→ Records provided

-.-.-

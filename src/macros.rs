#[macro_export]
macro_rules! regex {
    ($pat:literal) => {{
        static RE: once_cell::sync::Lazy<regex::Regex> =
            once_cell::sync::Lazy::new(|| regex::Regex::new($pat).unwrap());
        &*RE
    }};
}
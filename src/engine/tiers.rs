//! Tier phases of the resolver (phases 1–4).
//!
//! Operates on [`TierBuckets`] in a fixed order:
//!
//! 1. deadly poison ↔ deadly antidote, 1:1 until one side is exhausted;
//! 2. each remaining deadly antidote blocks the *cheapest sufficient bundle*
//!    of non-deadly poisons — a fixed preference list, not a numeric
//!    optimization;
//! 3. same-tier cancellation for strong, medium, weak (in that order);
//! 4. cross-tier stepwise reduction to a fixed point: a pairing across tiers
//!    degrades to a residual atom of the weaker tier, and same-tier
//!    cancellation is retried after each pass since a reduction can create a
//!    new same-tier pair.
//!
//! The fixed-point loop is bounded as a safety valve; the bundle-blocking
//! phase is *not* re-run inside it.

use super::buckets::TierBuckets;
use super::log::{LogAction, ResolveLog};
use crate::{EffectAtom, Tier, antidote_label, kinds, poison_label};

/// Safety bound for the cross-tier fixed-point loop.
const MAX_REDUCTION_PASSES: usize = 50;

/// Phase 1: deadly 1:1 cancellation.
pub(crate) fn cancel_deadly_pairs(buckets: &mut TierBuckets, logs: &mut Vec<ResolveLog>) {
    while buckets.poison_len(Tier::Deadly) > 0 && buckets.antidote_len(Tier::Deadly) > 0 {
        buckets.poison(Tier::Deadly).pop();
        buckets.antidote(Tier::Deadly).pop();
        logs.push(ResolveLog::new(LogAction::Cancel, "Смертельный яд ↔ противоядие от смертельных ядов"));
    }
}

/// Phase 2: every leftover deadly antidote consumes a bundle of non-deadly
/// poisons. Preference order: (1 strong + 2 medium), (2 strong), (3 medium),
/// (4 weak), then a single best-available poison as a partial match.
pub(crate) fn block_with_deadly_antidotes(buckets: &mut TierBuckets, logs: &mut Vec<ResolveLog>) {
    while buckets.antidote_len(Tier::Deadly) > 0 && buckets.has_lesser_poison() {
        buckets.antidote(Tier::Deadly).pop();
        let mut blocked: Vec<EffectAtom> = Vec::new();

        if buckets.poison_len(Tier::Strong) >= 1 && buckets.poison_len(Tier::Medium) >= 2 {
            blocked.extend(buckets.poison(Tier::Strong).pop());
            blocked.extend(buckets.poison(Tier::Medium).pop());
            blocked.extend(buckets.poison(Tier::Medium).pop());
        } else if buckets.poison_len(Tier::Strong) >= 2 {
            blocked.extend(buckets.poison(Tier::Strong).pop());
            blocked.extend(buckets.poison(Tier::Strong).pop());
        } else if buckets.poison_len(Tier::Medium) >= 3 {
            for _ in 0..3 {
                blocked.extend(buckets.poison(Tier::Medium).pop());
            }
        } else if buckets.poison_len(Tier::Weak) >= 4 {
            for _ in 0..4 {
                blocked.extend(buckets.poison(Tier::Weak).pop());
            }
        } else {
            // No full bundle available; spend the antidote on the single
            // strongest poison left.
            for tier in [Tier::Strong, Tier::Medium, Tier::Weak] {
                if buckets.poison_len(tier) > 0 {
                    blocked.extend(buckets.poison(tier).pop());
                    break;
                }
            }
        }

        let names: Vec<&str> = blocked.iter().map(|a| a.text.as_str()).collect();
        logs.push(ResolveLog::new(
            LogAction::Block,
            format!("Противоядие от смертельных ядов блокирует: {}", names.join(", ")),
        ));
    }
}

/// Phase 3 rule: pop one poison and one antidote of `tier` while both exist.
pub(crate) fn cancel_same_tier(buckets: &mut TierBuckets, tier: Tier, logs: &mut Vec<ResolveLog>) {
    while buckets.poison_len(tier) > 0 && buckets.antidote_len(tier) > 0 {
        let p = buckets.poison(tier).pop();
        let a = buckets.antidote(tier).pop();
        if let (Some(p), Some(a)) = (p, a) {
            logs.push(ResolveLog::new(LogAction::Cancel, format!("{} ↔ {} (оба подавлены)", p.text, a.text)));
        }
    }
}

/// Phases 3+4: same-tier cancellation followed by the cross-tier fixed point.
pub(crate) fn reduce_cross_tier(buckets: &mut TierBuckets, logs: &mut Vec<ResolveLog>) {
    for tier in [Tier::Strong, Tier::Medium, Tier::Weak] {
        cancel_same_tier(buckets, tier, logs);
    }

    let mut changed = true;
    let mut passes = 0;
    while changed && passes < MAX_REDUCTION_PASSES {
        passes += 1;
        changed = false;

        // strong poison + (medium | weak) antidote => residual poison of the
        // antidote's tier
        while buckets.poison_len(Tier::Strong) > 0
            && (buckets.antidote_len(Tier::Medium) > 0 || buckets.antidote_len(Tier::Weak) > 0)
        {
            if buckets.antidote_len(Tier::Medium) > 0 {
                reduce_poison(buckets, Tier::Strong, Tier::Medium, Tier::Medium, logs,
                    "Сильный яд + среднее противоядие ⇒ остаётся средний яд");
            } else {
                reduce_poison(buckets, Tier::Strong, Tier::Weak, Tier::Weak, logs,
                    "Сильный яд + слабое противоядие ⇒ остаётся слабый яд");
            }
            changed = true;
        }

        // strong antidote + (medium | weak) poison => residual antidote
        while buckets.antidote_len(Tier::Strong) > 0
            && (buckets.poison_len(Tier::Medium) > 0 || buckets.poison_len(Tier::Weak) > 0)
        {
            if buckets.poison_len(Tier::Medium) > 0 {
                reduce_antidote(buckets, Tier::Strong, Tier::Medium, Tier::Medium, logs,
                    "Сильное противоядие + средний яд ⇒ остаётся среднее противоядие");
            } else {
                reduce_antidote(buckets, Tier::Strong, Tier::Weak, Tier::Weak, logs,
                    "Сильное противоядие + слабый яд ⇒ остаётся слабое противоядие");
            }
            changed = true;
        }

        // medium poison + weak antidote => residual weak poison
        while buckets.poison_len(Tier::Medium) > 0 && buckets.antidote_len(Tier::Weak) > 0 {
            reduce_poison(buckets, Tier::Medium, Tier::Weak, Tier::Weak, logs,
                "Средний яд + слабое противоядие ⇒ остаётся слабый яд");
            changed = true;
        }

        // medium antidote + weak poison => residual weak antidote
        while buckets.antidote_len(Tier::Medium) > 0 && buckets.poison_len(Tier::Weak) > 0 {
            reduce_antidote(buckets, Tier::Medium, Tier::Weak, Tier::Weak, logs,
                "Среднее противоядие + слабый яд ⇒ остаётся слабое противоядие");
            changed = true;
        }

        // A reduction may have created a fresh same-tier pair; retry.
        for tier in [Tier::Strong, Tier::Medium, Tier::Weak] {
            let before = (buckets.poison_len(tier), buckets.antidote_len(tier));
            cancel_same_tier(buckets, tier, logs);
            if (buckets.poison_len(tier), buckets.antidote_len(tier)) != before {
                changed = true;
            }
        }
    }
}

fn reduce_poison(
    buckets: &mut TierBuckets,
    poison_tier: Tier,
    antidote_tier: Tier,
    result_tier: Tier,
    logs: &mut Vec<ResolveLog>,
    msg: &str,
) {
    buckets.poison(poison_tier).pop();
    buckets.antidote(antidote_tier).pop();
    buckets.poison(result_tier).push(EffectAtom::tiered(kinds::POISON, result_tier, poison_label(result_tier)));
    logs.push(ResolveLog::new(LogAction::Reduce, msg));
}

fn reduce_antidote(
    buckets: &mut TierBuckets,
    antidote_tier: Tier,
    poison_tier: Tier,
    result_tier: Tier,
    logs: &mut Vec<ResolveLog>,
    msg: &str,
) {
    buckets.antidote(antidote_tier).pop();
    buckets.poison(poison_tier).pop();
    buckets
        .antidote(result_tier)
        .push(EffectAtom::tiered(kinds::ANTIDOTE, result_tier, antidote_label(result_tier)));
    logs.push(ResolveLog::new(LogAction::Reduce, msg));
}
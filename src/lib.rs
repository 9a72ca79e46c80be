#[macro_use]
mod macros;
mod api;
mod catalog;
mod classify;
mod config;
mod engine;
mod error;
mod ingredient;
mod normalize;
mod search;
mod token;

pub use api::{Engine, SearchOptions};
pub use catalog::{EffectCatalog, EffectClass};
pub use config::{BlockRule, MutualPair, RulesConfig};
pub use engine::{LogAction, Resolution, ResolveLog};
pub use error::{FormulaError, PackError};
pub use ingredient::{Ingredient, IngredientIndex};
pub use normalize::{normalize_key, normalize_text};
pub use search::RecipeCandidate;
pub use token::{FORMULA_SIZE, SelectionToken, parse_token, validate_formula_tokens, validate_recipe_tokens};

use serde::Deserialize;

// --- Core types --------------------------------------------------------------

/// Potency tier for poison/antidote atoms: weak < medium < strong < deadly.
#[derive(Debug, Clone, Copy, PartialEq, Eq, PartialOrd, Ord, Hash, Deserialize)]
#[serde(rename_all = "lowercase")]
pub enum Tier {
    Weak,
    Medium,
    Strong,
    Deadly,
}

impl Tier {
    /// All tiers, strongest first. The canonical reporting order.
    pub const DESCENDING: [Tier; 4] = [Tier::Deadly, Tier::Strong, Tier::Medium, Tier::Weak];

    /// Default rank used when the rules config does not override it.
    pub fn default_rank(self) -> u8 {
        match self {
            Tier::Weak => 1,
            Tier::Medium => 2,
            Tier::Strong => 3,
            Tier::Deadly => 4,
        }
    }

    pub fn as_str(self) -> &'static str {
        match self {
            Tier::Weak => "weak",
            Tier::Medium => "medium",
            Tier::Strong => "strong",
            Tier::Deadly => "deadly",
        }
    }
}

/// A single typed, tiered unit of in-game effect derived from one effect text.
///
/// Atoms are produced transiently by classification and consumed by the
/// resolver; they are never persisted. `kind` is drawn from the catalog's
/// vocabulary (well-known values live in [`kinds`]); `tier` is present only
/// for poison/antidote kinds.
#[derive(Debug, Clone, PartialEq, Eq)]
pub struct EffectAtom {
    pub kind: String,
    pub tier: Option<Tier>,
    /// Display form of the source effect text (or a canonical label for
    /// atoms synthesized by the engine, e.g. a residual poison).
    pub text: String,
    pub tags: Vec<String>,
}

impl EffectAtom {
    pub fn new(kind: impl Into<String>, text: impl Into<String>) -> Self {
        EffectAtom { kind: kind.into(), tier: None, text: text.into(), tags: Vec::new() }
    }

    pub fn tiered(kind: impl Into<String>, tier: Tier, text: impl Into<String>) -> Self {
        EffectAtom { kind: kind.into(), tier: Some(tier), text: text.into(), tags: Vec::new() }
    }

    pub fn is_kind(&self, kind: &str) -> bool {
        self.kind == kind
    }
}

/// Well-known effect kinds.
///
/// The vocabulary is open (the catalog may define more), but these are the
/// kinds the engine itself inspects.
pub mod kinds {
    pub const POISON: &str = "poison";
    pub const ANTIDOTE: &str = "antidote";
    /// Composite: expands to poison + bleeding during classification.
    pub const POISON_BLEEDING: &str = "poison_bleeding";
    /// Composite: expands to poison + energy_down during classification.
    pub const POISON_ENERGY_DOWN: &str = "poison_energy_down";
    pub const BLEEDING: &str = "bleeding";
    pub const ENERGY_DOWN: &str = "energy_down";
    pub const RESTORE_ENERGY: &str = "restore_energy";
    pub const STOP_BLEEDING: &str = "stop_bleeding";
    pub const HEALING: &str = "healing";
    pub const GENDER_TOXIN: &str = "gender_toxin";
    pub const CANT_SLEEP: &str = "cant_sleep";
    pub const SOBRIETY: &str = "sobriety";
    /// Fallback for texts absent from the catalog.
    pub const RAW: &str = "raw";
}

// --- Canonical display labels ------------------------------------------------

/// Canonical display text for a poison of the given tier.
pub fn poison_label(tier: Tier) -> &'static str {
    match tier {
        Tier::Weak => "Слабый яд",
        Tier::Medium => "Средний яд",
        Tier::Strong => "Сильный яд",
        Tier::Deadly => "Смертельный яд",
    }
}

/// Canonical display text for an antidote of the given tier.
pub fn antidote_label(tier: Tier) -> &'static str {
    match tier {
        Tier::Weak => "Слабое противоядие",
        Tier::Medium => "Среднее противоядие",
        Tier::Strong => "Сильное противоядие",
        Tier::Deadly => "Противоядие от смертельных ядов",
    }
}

-.-.-

→ Your instructions
Look through the lines above and collect those with the word "смертельных".

→ Written answer
        logs.push(ResolveLog::new(LogAction::Cancel, "Смертельный яд ↔ противоядие от смертельных ядов"));
            format!("Противоядие от смертельных ядов блокирует: {}", names.join(", ")),
        Tier::Deadly => "Противоядие от смертельных ядов",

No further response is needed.